Listen to some of the Marc Andreessen interviews promoting cryptocurrency in 2021.
Do that and you will never listen to him or his associates again.
They don’t make money by being right, they make money by exposing LPs to risk. Zero commitment to insight. Intellectual production goes only so far as to attract funding.
Also... they don't make money by promoting things that are good ideas that make sense. That's why every lucky billionaire tech bro that gets into VC ultimately invests in smart toilets. Ultimately, they just keep putting money into each slot machine they can find until one of them pays out a jackpot. Eventually one of them will make up for all the other losses.
Well, yeah.
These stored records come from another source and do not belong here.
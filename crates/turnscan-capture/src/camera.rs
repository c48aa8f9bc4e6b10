//! Depth camera contract.
//!
//! Frame acquisition is not part of this crate: a driver implements
//! [`DepthCamera`] and hands out [`DepthShot`]s. [`ReplayCamera`] replays
//! prepared shots for tests and offline runs.

use std::collections::VecDeque;

use glam::{Vec2, Vec3};
use image::RgbImage;

/// One depth+color frame.
///
/// `points` and `color_coords` are indexed by depth pixel (row-major,
/// `width × height`). Invalid pixels carry non-finite values.
#[derive(Debug, Clone, PartialEq)]
pub struct DepthShot {
    /// Monotonically increasing frame id.
    pub frame_id: u64,
    /// Depth grid width.
    pub width: u32,
    /// Depth grid height.
    pub height: u32,
    /// Camera-space position of each depth pixel.
    pub points: Vec<Vec3>,
    /// Color image, possibly sized differently from the depth grid.
    pub color: RgbImage,
    /// Fractional color-image coordinate of each depth pixel.
    pub color_coords: Vec<Vec2>,
}

impl DepthShot {
    /// Returns the number of depth pixels.
    #[must_use]
    pub fn pixel_count(&self) -> usize {
        self.points.len().min(self.color_coords.len())
    }
}

/// A source of depth shots.
pub trait DepthCamera: Send {
    /// Returns the most recent shot, or `None` if no frame is ready yet.
    ///
    /// Calling this repeatedly may return the same frame id; callers compare
    /// ids to detect new frames.
    fn latest_shot(&mut self) -> Option<DepthShot>;
}

/// Camera that replays a queue of prepared shots.
///
/// Each call moves to the next queued shot if there is one, and otherwise
/// keeps returning the last shot handed out.
#[derive(Debug, Default)]
pub struct ReplayCamera {
    queue: VecDeque<DepthShot>,
    current: Option<DepthShot>,
}

impl ReplayCamera {
    /// Creates a camera with no frames.
    pub fn new() -> Self {
        Self::default()
    }

    /// Creates a camera that replays `shots` in order.
    pub fn from_shots(shots: impl IntoIterator<Item = DepthShot>) -> Self {
        Self {
            queue: shots.into_iter().collect(),
            current: None,
        }
    }

    /// Queues another shot.
    pub fn push(&mut self, shot: DepthShot) {
        self.queue.push_back(shot);
    }

    /// Returns the number of shots not yet handed out.
    #[must_use]
    pub fn remaining(&self) -> usize {
        self.queue.len()
    }
}

impl DepthCamera for ReplayCamera {
    fn latest_shot(&mut self) -> Option<DepthShot> {
        if let Some(next) = self.queue.pop_front() {
            self.current = Some(next);
        }
        self.current.clone()
    }
}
Vibe coding as in letting AI one-shot an app with a vague description still doesn't work except on trivial, throwaway stuff. But... spec-driven development with automated stepwise refinement by agents recursively generating, testing, and improving the code is how software engineering is done in the late 2020s.
You write that in italics as if to imply it’s a law that cannot be questioned. Quite a number of shops do not engineer software like that, or only engineer software like that where it fits the environment the software lives in, or otherwise sit at numerous points along the gradient between “software engineering as it has been known for decades” and “fully computer generated software”.
> "You have this innovation bazooka with these models. Why would you point it at rebuilding payroll or ERP or CRM"
Most SaaS companies are just expensive wrappers on top of existing tools. For non-VC-funded companies, SaaS tools are a serious cost. If you can re-create them in-house with AI, why wouldn't you? The result is saving capital (which you can then employ to do the more innovative things), and being in control over your own data.
If this is actually viable, then SaaS will (be forced to) lower costs until it is no longer worthwhile.